Hungern gegen Hartz IV
Mit schrillen Aktionen macht Marco Scheffler in Eimsbüttel immer wieder auf sich aufmerksam. Seit Montag protestiert er mit einem Hungerstreik gegen Hartz IV-Kürzungen.
Von Ada von der DeckenEN: Wie geht es dir?
Marco Scheffler: Seit ich nicht esse? Damit geht es mir jetzt am dritten Tag ganz gut, aber ich merke, dass in meinem Kopf alles ein bisschen langsamer abläuft und auch körperlich werde ich langsamer. Das macht sich zum Beispiel beim Radfahren bemerkbar. Aber grundsätzlich geht es mir gut.
EN: Auf was verzichtest du und was fehlt dir?
Marco Scheffler: Im Moment verzichte ich zwar auf Essen, habe aber noch nicht das Gefühl, dass mir das fehlt. Gut, ich bin vorhin am Fischladen Schlüter vorbeigegangen und es roch nach deren Mittagstisch. Da habe ich schon gedacht: Oh, jetzt so ein Essen! Aber im Prinzip fehlt mir nichts.
EN: Was steckt hinter der Aktion?
Marco Scheffler: Ich unterstütze damit den Berliner Hartz IV-Empfänger Ralph Boes, weil er so weit sanktioniert wurde, dass er unter dem Existenzminimum leben muss. Er bekommt gar kein Geld mehr und hat Essensgutscheine abgelehnt. Nun will er einen Präzedenzfall schaffen und vor das Bundesverfassungsgericht ziehen. 382 Euro sind der Regelbedarf für Hartz IV-Empfänger. Wenn 382 Euro das Existenzminimum sein sollen und dann aber, weil derjenige vielleicht verschlafen hat oder nur 20 statt der geforderten 30 Bewerbungen geschrieben hat, gekürzt werden, dann hat er weniger als das Existenzminimum.
EN: Was ist deine Rolle dabei?
Marco Scheffler: Mit seinem Hungern hat Ralph Boes auf seine Situation aufmerksam gemacht und jetzt übernehme ich, damit die Aktion weiterläuft. Das soll ein Staffelhungern werden. Ralph Boes bekommt von mir 30 Euro pro Woche, die er zum Überleben braucht. Obwohl ich persönlich nicht auf Hartz IV angewiesen bin, finde ich, dass das Thema jeden angeht, weil theoretisch jeder davon betroffen sein könnte.
EN: Hungerstreik ist ein ziemlich hartes Mittel. Passt das hier überhaupt?

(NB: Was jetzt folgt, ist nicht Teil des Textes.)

mod display;

use anyhow::{Context, Result};
use clap::{CommandFactory, Parser, Subcommand, ValueEnum};
use clap_complete::Shell;
use composeguard_core::config::{generate_default_config, load_config, EngineConfig};
use composeguard_core::parser::compose::ComposeParser;
use composeguard_core::report::{Report, Severity};
use composeguard_core::Engine;
use std::path::{Path, PathBuf};
use tracing_subscriber::{layer::SubscriberExt, util::SubscriberInitExt, EnvFilter};

const DEFAULT_CONFIG: &str = ".composeguard.toml";

/// Exit code when findings reach the `--fail-on` threshold.
const EXIT_THRESHOLD: i32 = 2;

#[derive(Parser)]
#[command(
    name = "composeguard",
    version,
    about = "composeguard: static security checks for compose files and Dockerfiles",
    long_about = "Evaluate docker-compose manifests and Dockerfiles against container hardening rules, \
        detect hardcoded secrets, and map which services can reach each other."
)]
struct Cli {
    /// Configuration file (defaults to ./.composeguard.toml when present)
    #[arg(short, long, global = true)]
    config: Option<PathBuf>,

    /// Enable debug logging (RUST_LOG takes precedence)
    #[arg(short, long, global = true)]
    verbose: bool,

    #[command(subcommand)]
    command: Commands,
}

#[derive(Subcommand)]
enum Commands {
    /// Validate a compose file
    Check {
        /// Path to the compose file
        #[arg(default_value = "docker-compose.yml")]
        path: PathBuf,

        #[arg(short, long, value_enum, default_value = "text")]
        format: OutputFormat,

        /// Exit with status 2 if any finding is at or above this severity
        #[arg(long)]
        fail_on: Option<Severity>,
    },

    /// Check a Dockerfile for baked-in secrets
    Dockerfile {
        #[arg(default_value = "Dockerfile")]
        path: PathBuf,

        #[arg(short, long, value_enum, default_value = "text")]
        format: OutputFormat,

        #[arg(long)]
        fail_on: Option<Severity>,
    },

    /// Scan files for hardcoded secrets
    Scan {
        /// File or directory to scan
        #[arg(default_value = ".")]
        path: PathBuf,

        /// Skip paths containing this substring (repeatable)
        #[arg(long)]
        ignore: Vec<String>,

        /// Suppress matches that look like test or example values
        #[arg(long)]
        ignore_test_values: bool,

        #[arg(short, long, value_enum, default_value = "text")]
        format: OutputFormat,
    },

    /// Show which services can reach each other
    Graph {
        #[arg(default_value = "docker-compose.yml")]
        path: PathBuf,

        #[arg(short, long, value_enum, default_value = "text")]
        format: GraphFormat,
    },

    /// Print a starter configuration file
    Init,

    /// Generate shell completions
    Completions {
        #[arg(value_enum)]
        shell: Shell,
    },
}

#[derive(Clone, Copy, PartialEq, Eq, ValueEnum)]
enum OutputFormat {
    Text,
    Json,
}

#[derive(Clone, Copy, PartialEq, Eq, ValueEnum)]
enum GraphFormat {
    Text,
    Mermaid,
    Json,
}

fn main() -> Result<()> {
    let cli = Cli::parse();
    init_tracing(cli.verbose);

    let code = match cli.command {
        Commands::Check { path, format, fail_on } => {
            cmd_check(&path, cli.config.as_deref(), format, fail_on)?
        }
        Commands::Dockerfile { path, format, fail_on } => {
            cmd_dockerfile(&path, cli.config.as_deref(), format, fail_on)?
        }
        Commands::Scan {
            path,
            ignore,
            ignore_test_values,
            format,
        } => cmd_scan(&path, cli.config.as_deref(), ignore, ignore_test_values, format)?,
        Commands::Graph { path, format } => cmd_graph(&path, cli.config.as_deref(), format)?,
        Commands::Init => {
            print!("{}", generate_default_config());
            0
        }
        Commands::Completions { shell } => {
            let mut cmd = Cli::command();
            let name = cmd.get_name().to_string();
            clap_complete::generate(shell, &mut cmd, name, &mut std::io::stdout());
            0
        }
    };

    if code != 0 {
        std::process::exit(code);
    }
    Ok(())
}

fn init_tracing(verbose: bool) {
    let default = if verbose { "composeguard=debug,composeguard_core=debug" } else { "warn" };
    let filter = EnvFilter::try_from_default_env().unwrap_or_else(|_| EnvFilter::new(default));
    tracing_subscriber::registry()
        .with(filter)
        .with(tracing_subscriber::fmt::layer().with_writer(std::io::stderr))
        .init();
}

/// Explicit `--config`, else `./.composeguard.toml` if it exists, else defaults.
fn resolve_config(explicit: Option<&Path>) -> Result<EngineConfig> {
    match explicit {
        Some(path) => load_config(path),
        None => {
            let fallback = Path::new(DEFAULT_CONFIG);
            if fallback.is_file() {
                load_config(fallback)
            } else {
                Ok(EngineConfig::default())
            }
        }
    }
}

fn build_engine(config: EngineConfig) -> Result<Engine> {
    Engine::new(config).context("Invalid scanner pattern in configuration")
}

fn threshold_exit(report: &Report, fail_on: Option<Severity>) -> i32 {
    match fail_on {
        Some(threshold) if report.exceeds(threshold) => EXIT_THRESHOLD,
        _ => 0,
    }
}

fn cmd_check(
    path: &Path,
    config: Option<&Path>,
    format: OutputFormat,
    fail_on: Option<Severity>,
) -> Result<i32> {
    let engine = build_engine(resolve_config(config)?)?;
    let report = engine.validate_file(path)?;

    match format {
        OutputFormat::Json => println!("{}", serde_json::to_string_pretty(&report)?),
        OutputFormat::Text => display::print_report(&report, &path.display().to_string()),
    }

    Ok(threshold_exit(&report, fail_on))
}

fn cmd_dockerfile(
    path: &Path,
    config: Option<&Path>,
    format: OutputFormat,
    fail_on: Option<Severity>,
) -> Result<i32> {
    let engine = build_engine(resolve_config(config)?)?;
    let content = std::fs::read_to_string(path)
        .with_context(|| format!("Failed to read Dockerfile: {}", path.display()))?;
    let report = engine.validate_dockerfile(&content);

    match format {
        OutputFormat::Json => println!("{}", serde_json::to_string_pretty(&report)?),
        OutputFormat::Text => display::print_report(&report, &path.display().to_string()),
    }

    Ok(threshold_exit(&report, fail_on))
}

fn cmd_scan(
    path: &Path,
    config: Option<&Path>,
    ignore: Vec<String>,
    ignore_test_values: bool,
    format: OutputFormat,
) -> Result<i32> {
    let mut config = resolve_config(config)?;
    config.scanner.ignore.extend(ignore);
    config.scanner.ignore_test_values |= ignore_test_values;
    let engine = build_engine(config)?;

    let files = discover_files(path)?;
    tracing::debug!(files = files.len(), root = %path.display(), "discovered files");
    let result = engine.scan_paths(&files);

    match format {
        OutputFormat::Json => println!("{}", serde_json::to_string_pretty(&result)?),
        OutputFormat::Text => display::print_scan_result(&result),
    }

    Ok(if result.total_matches > 0 { 1 } else { 0 })
}

fn cmd_graph(path: &Path, config: Option<&Path>, format: GraphFormat) -> Result<i32> {
    let engine = build_engine(resolve_config(config)?)?;
    let manifest = ComposeParser::parse_file(path)?;
    let analysis = engine.network_analysis(&manifest);

    match format {
        GraphFormat::Mermaid => println!("{}", analysis.topology.to_mermaid()),
        GraphFormat::Json => println!("{}", serde_json::to_string_pretty(&analysis)?),
        GraphFormat::Text => display::print_network_analysis(&analysis, &path.display().to_string()),
    }

    Ok(0)
}

fn discover_files(path: &Path) -> Result<Vec<PathBuf>> {
    if path.is_file() {
        return Ok(vec![path.to_path_buf()]);
    }

    if path.is_dir() {
        let pattern = format!("{}/**/*", path.display());
        let mut files: Vec<PathBuf> = glob::glob(&pattern)
            .context("Failed to read glob pattern")?
            .filter_map(|r| r.ok())
            .filter(|p| p.is_file())
            .collect();
        files.sort();
        return Ok(files);
    }

    anyhow::bail!("Path '{}' does not exist", path.display());
}

#[cfg(test)]
mod tests {
    use super::*;

    #[test]
    fn test_cli_definition_is_valid() {
        Cli::command().debug_assert();
    }

    #[test]
    fn test_parse_check_with_threshold() {
        let cli = Cli::try_parse_from([
            "composeguard",
            "check",
            "compose.yml",
            "--format",
            "json",
            "--fail-on",
            "high",
        ])
        .unwrap();
        match cli.command {
            Commands::Check { path, format, fail_on } => {
                assert_eq!(path, PathBuf::from("compose.yml"));
                assert!(format == OutputFormat::Json);
                assert_eq!(fail_on, Some(Severity::High));
            }
            _ => panic!("expected check"),
        }
    }

    #[test]
    fn test_discover_files_walks_directory() {
        let dir = tempfile::tempdir().unwrap();
        std::fs::create_dir_all(dir.path().join("nested")).unwrap();
        std::fs::write(dir.path().join("a.env"), "A=1").unwrap();
        std::fs::write(dir.path().join("nested/b.js"), "let b;").unwrap();

        let files = discover_files(dir.path()).unwrap();
        assert_eq!(files.len(), 2);
        assert!(discover_files(&dir.path().join("missing")).is_err());
    }

    #[test]
    fn test_resolve_explicit_config() {
        let dir = tempfile::tempdir().unwrap();
        let path = dir.path().join("custom.toml");
        std::fs::write(&path, "profile = \"lenient\"\n").unwrap();
        let config = resolve_config(Some(&path)).unwrap();
        assert!(!config.is_enabled("recommend-seccomp"));
    }

    #[test]
    fn test_threshold_exit() {
        let engine = Engine::with_defaults().unwrap();
        let report = engine
            .validate_str("services:\n  app:\n    privileged: true\n")
            .unwrap();
        assert_eq!(threshold_exit(&report, Some(Severity::Critical)), EXIT_THRESHOLD);
        assert_eq!(threshold_exit(&report, None), 0);

        let clean = engine.validate_dockerfile("FROM alpine\n");
        assert_eq!(threshold_exit(&clean, Some(Severity::Low)), 0);
    }
}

Marco Scheffler: Ich will nicht wirklich verhungern. Ich habe mir zwar eine Frist von drei Wochen gesetzt, aber selbst die muss ich nicht einhalten. Das heißt, wenn es mir körperlich so schlecht geht, dass ich davon krank werde, dann würde ich auf jeden Fall wieder essen und die Aktion abbrechen. Dann muss halt der nächste ran. Wir wollen nicht nur gegen etwas demonstrieren, sondern zeigen, was die Konsequenz ist, wenn die Arge den Hartz IV-Empfängern das Geld so weit kürzt, dass es nicht mehr zum Leben reicht. Dann müssen die Leute hungern, privat betteln gehen. Ich finde, dass der Staat dafür verantwortlich ist, jedem das Existenzminimum zur Verfügung zu stellen.